Police officers who catch someone with a prohibited or controlled substance will probably arrest them. Anyone caught in possession of banned or controlled drugs will likely face criminal charges.
Although drug possession charges can occur for a wide range of reasons, an individual will usually have one of the three encounters with police officers listed below if they face accusations of drug possession.
An officer searches their body or bags
The quickest and easiest way for a police officer to bring possession charges against someone is to find drugs in that person’s pocket, backpack or purse. When you have drugs in your possession, it will be easy for a police officer to connect those drugs to you and potentially use them as grounds for a criminal charge.
An officer searches their vehicle
Sometimes, police go through someone’s vehicle during a traffic stop if they have their permission or probable cause. If a police officer finds any kind of drug, even a small amount of residue in some packaging, they might use that as a reason to arrest you and charge you with a drug offense.
An officer searches their home
Sometimes, either because you let them inside, they had probable cause to enter or they had a warrant, police officers could find items that they believe are illegal in at your house.

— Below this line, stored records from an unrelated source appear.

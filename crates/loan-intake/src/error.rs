use crate::applications::{StoreError, ValidationErrors};
use crate::config::ConfigError;
use crate::telemetry::TelemetryError;
use axum::http::StatusCode;
use axum::response::{IntoResponse, Response};
use axum::Json;
use serde_json::json;
use std::fmt;

#[derive(Debug)]
pub enum AppError {
    Config(ConfigError),
    Telemetry(TelemetryError),
    Io(std::io::Error),
    Server(axum::Error),
    Validation(ValidationErrors),
    Store(StoreError),
    Input(String),
}

impl fmt::Display for AppError {
    fn fmt(&self, f: &mut fmt::Formatter<'_>) -> fmt::Result {
        match self {
            AppError::Config(err) => write!(f, "configuration error: {}", err),
            AppError::Telemetry(err) => write!(f, "telemetry error: {}", err),
            AppError::Io(err) => write!(f, "io error: {}", err),
            AppError::Server(err) => write!(f, "server error: {}", err),
            AppError::Validation(err) => write!(f, "invalid application: {}", err),
            AppError::Store(err) => write!(f, "store error: {}", err),
            AppError::Input(message) => write!(f, "invalid input: {}", message),
        }
    }
}

impl std::error::Error for AppError {
    fn source(&self) -> Option<&(dyn std::error::Error + 'static)> {
        match self {
            AppError::Config(err) => Some(err),
            AppError::Telemetry(err) => Some(err),
            AppError::Io(err) => Some(err),
            AppError::Server(err) => Some(err),
            AppError::Validation(err) => Some(err),
            AppError::Store(err) => Some(err),
            AppError::Input(_) => None,
        }
    }
}

impl IntoResponse for AppError {
    fn into_response(self) -> Response {
        let status = match &self {
            AppError::Validation(_) => StatusCode::UNPROCESSABLE_ENTITY,
            AppError::Input(_) => StatusCode::BAD_REQUEST,
            AppError::Store(StoreError::NotFound(_)) => StatusCode::NOT_FOUND,
            AppError::Store(StoreError::TerminalStatus { .. }) => StatusCode::CONFLICT,
            AppError::Config(_)
            | AppError::Telemetry(_)
            | AppError::Io(_)
            | AppError::Server(_) => StatusCode::INTERNAL_SERVER_ERROR,
        };

        let body = match self {
            AppError::Validation(errors) => Json(json!({ "errors": errors })),
            other => Json(json!({ "error": other.to_string() })),
        };
        (status, body).into_response()
    }
}

impl From<ConfigError> for AppError {
    fn from(value: ConfigError) -> Self {
        Self::Config(value)
    }
}

impl From<TelemetryError> for AppError {
    fn from(value: TelemetryError) -> Self {
        Self::Telemetry(value)
    }
}

impl From<std::io::Error> for AppError {
    fn from(value: std::io::Error) -> Self {
        Self::Io(value)
    }
}

impl From<axum::Error> for AppError {
    fn from(value: axum::Error) -> Self {
        Self::Server(value)
    }
}

impl From<ValidationErrors> for AppError {
    fn from(value: ValidationErrors) -> Self {
        Self::Validation(value)
    }
}

impl From<StoreError> for AppError {
    fn from(value: StoreError) -> Self {
        Self::Store(value)
    }
}
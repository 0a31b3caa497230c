use super::common::*;
use std::fs;

use crate::applications::domain::ApplicationStatus;
use crate::applications::repository::{
    ApplicationRepository, InMemoryRepository, JsonFileRepository, STORAGE_KEY,
};

fn sample_list() -> Vec<crate::applications::domain::LoanApplication> {
    vec![
        application("a", 1000.0, ApplicationStatus::Pending, timestamp(2025, 10, 1, 9)),
        application("b", 2500.5, ApplicationStatus::Approved, timestamp(2025, 10, 2, 14)),
        application("c", 640.0, ApplicationStatus::Rejected, timestamp(2025, 10, 3, 17)),
    ]
}

#[test]
fn file_repository_loads_empty_when_file_is_absent() {
    let dir = tempfile::tempdir().expect("temp dir");
    let repository = JsonFileRepository::new(dir.path());

    assert!(repository.load().is_empty());
    assert_eq!(
        repository.path(),
        dir.path().join(format!("{STORAGE_KEY}.json")).as_path()
    );
}

#[test]
fn file_repository_round_trips_a_saved_list() {
    let dir = tempfile::tempdir().expect("temp dir");
    let repository = JsonFileRepository::new(dir.path().join("nested"));
    let applications = sample_list();

    repository.save(&applications).expect("save succeeds");
    let loaded = repository.load();
    assert_eq!(loaded, applications);

    repository.save(&loaded).expect("second save succeeds");
    assert_eq!(repository.load(), applications);
    assert!(!repository.path().with_extension("json.tmp").exists());
}

#[test]
fn file_repository_treats_malformed_content_as_empty() {
    let dir = tempfile::tempdir().expect("temp dir");
    let repository = JsonFileRepository::new(dir.path());
    fs::write(repository.path(), "[{\"id\": 42}").expect("write garbage");

    assert!(repository.load().is_empty());
}

#[test]
fn persisted_layout_uses_camel_case_fields() {
    let repository = InMemoryRepository::default();
    repository.save(&sample_list()).expect("save succeeds");

    let raw = repository.raw().expect("slot populated");
    let value: serde_json::Value = serde_json::from_str(&raw).expect("valid json");
    let first = &value[0];

    assert_eq!(first["id"], "a");
    assert_eq!(first["fullName"], "Casey Morgan");
    assert_eq!(first["loanAmount"], 1000.0);
    assert_eq!(first["purpose"], "home");
    assert_eq!(first["employmentStatus"], "selfemployed");
    assert_eq!(first["annualIncome"], 88000.0);
    assert_eq!(first["status"], "pending");
    assert_eq!(first["createdAt"], "2025-10-01T09:00:00Z");
}

#[test]
fn memory_repository_reads_browser_style_timestamps() {
    let raw = r#"[{
        "id": "k3j9x0a1b",
        "fullName": "Riley Chen",
        "email": "riley@example.com",
        "phone": "5155550100",
        "loanAmount": 12000,
        "purpose": "education",
        "employmentStatus": "parttime",
        "annualIncome": 41000,
        "status": "approved",
        "createdAt": "2025-10-04T15:30:12.345Z"
    }]"#;
    let repository = InMemoryRepository::with_raw(raw);

    let loaded = repository.load();

    assert_eq!(loaded.len(), 1);
    assert_eq!(loaded[0].id.as_str(), "k3j9x0a1b");
    assert_eq!(loaded[0].loan_amount, 12000.0);
    assert_eq!(loaded[0].status, ApplicationStatus::Approved);
}

#[test]
fn memory_repository_treats_garbage_as_empty() {
    assert!(InMemoryRepository::with_raw("").load().is_empty());
    assert!(InMemoryRepository::with_raw("null").load().is_empty());
    assert!(InMemoryRepository::default().load().is_empty());
}
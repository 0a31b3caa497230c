use std::collections::BTreeMap;
use std::fmt;

use serde::{Deserialize, Serialize};

use super::domain::{ApplicationSubmission, CategoryParseError, EmploymentStatus, LoanPurpose};

const MIN_NAME_CHARS: usize = 3;
const MIN_PHONE_CHARS: usize = 10;

/// Form fields checked before a submission reaches the store.
#[derive(Debug, Clone, Copy, PartialEq, Eq, PartialOrd, Ord, Serialize)]
#[serde(rename_all = "camelCase")]
pub enum FormField {
    FullName,
    Email,
    Phone,
    LoanAmount,
    Purpose,
    EmploymentStatus,
    AnnualIncome,
}

impl FormField {
    pub const fn key(self) -> &'static str {
        match self {
            FormField::FullName => "fullName",
            FormField::Email => "email",
            FormField::Phone => "phone",
            FormField::LoanAmount => "loanAmount",
            FormField::Purpose => "purpose",
            FormField::EmploymentStatus => "employmentStatus",
            FormField::AnnualIncome => "annualIncome",
        }
    }
}

/// Per-field messages collected from a failed validation.
#[derive(Debug, Clone, Default, PartialEq, Eq, Serialize)]
#[serde(transparent)]
pub struct ValidationErrors {
    fields: BTreeMap<FormField, &'static str>,
}

impl ValidationErrors {
    pub fn new() -> Self {
        Self::default()
    }

    /// Records a failure; the first message for a field wins.
    pub fn add(&mut self, field: FormField, message: &'static str) {
        self.fields.entry(field).or_insert(message);
    }

    pub fn get(&self, field: FormField) -> Option<&'static str> {
        self.fields.get(&field).copied()
    }

    pub fn contains(&self, field: FormField) -> bool {
        self.fields.contains_key(&field)
    }

    pub fn is_empty(&self) -> bool {
        self.fields.is_empty()
    }

    pub fn len(&self) -> usize {
        self.fields.len()
    }

    pub fn iter(&self) -> impl Iterator<Item = (FormField, &'static str)> + '_ {
        self.fields.iter().map(|(field, message)| (*field, *message))
    }

    pub fn into_result(self) -> Result<(), ValidationErrors> {
        if self.is_empty() {
            Ok(())
        } else {
            Err(self)
        }
    }
}

impl fmt::Display for ValidationErrors {
    fn fmt(&self, f: &mut fmt::Formatter<'_>) -> fmt::Result {
        let mut first = true;
        for (field, message) in self.iter() {
            if !first {
                f.write_str("; ")?;
            }
            write!(f, "{}: {}", field.key(), message)?;
            first = false;
        }
        Ok(())
    }
}

impl std::error::Error for ValidationErrors {}

pub const NAME_TOO_SHORT: &str = "Name must be at least 3 characters";
pub const INVALID_EMAIL: &str = "Invalid email address";
pub const PHONE_TOO_SHORT: &str = "Phone number must be at least 10 digits";
pub const LOAN_AMOUNT_NOT_POSITIVE: &str = "Loan amount must be positive";
pub const PURPOSE_REQUIRED: &str = "Loan purpose is required";
pub const EMPLOYMENT_REQUIRED: &str = "Employment status is required";
pub const INCOME_NOT_POSITIVE: &str = "Annual income must be positive";

/// Checks every field of a submission and reports all failures together.
///
/// Purpose and employment status are closed enums on [`ApplicationSubmission`], so they
/// cannot be empty here; callers parsing raw text report those through
/// [`PURPOSE_REQUIRED`] and [`EMPLOYMENT_REQUIRED`].
pub fn validate(submission: &ApplicationSubmission) -> Result<(), ValidationErrors> {
    let mut errors = ValidationErrors::new();

    if submission.full_name.trim().chars().count() < MIN_NAME_CHARS {
        errors.add(FormField::FullName, NAME_TOO_SHORT);
    }

    if !is_valid_email(&submission.email) {
        errors.add(FormField::Email, INVALID_EMAIL);
    }

    if submission.phone.trim().chars().count() < MIN_PHONE_CHARS {
        errors.add(FormField::Phone, PHONE_TOO_SHORT);
    }

    if !is_positive(submission.loan_amount) {
        errors.add(FormField::LoanAmount, LOAN_AMOUNT_NOT_POSITIVE);
    }

    if !is_positive(submission.annual_income) {
        errors.add(FormField::AnnualIncome, INCOME_NOT_POSITIVE);
    }

    errors.into_result()
}

pub const UNKNOWN_PURPOSE: &str =
    "Loan purpose must be one of home, car, education, business, personal, other";
pub const UNKNOWN_EMPLOYMENT: &str =
    "Employment status must be one of fulltime, parttime, selfemployed, unemployed, retired";

/// Raw form values with the categories still as free text.
///
/// Missing fields deserialize as empty or zero so they surface as field errors.
#[derive(Debug, Clone, Default, PartialEq, Deserialize)]
#[serde(rename_all = "camelCase", default)]
pub struct FormInput {
    pub full_name: String,
    pub email: String,
    pub phone: String,
    pub loan_amount: f64,
    pub purpose: String,
    pub employment_status: String,
    pub annual_income: f64,
}

impl FormInput {
    /// Parse the categories and validate every field, reporting all failures at once.
    pub fn into_submission(self) -> Result<ApplicationSubmission, ValidationErrors> {
        let mut errors = ValidationErrors::new();

        let purpose = match self.purpose.parse::<LoanPurpose>() {
            Ok(purpose) => Some(purpose),
            Err(CategoryParseError::Empty) => {
                errors.add(FormField::Purpose, PURPOSE_REQUIRED);
                None
            }
            Err(CategoryParseError::Unknown(_)) => {
                errors.add(FormField::Purpose, UNKNOWN_PURPOSE);
                None
            }
        };

        let employment_status = match self.employment_status.parse::<EmploymentStatus>() {
            Ok(status) => Some(status),
            Err(CategoryParseError::Empty) => {
                errors.add(FormField::EmploymentStatus, EMPLOYMENT_REQUIRED);
                None
            }
            Err(CategoryParseError::Unknown(_)) => {
                errors.add(FormField::EmploymentStatus, UNKNOWN_EMPLOYMENT);
                None
            }
        };

        // Placeholders let the remaining fields be checked when a category is missing.
        let submission = ApplicationSubmission {
            full_name: self.full_name.trim().to_string(),
            email: self.email.trim().to_string(),
            phone: self.phone.trim().to_string(),
            loan_amount: self.loan_amount,
            purpose: purpose.unwrap_or(LoanPurpose::Other),
            employment_status: employment_status.unwrap_or(EmploymentStatus::Unemployed),
            annual_income: self.annual_income,
        };

        if let Err(field_errors) = validate(&submission) {
            for (field, message) in field_errors.iter() {
                errors.add(field, message);
            }
        }

        errors.into_result().map(|()| submission)
    }
}

impl From<ApplicationSubmission> for FormInput {
    fn from(submission: ApplicationSubmission) -> Self {
        Self {
            full_name: submission.full_name,
            email: submission.email,
            phone: submission.phone,
            loan_amount: submission.loan_amount,
            purpose: submission.purpose.key().to_string(),
            employment_status: submission.employment_status.key().to_string(),
            annual_income: submission.annual_income,
        }
    }
}

fn is_positive(value: f64) -> bool {
    value.is_finite() && value > 0.0
}

/// Structural check: one `@`, non-empty local part, dotted domain, no whitespace.
pub fn is_valid_email(raw: &str) -> bool {
    let email = raw.trim();
    if email.chars().any(char::is_whitespace) {
        return false;
    }

    let Some((local, domain)) = email.split_once('@') else {
        return false;
    };

    if local.is_empty() || domain.contains('@') {
        return false;
    }

    if local.starts_with('.') || local.ends_with('.') || local.contains("..") {
        return false;
    }

    let labels: Vec<&str> = domain.split('.').collect();
    if labels.len() < 2 {
        return false;
    }

    let valid_labels = labels.iter().all(|label| {
        !label.is_empty()
            && !label.starts_with('-')
            && !label.ends_with('-')
            && label
                .chars()
                .all(|c| c.is_ascii_alphanumeric() || c == '-')
    });

    let tld_ok = labels
        .last()
        .map(|tld| tld.len() >= 2 && tld.chars().all(|c| c.is_ascii_alphabetic()))
        .unwrap_or(false);

    valid_labels && tld_ok
}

Unlike possession stemming from drugs in your pockets or in a bag that you have control over, possession charges related to what you have in your house or your car may be harder for prosecutors to prove. They will have to establish constructive possession to show that you knew the drugs were there and effectively had control over them.
Understanding your rights regarding police searches and the ramifications of drug charges can help you determine how to deal with the charges. It’s wise to have experienced legal guidance.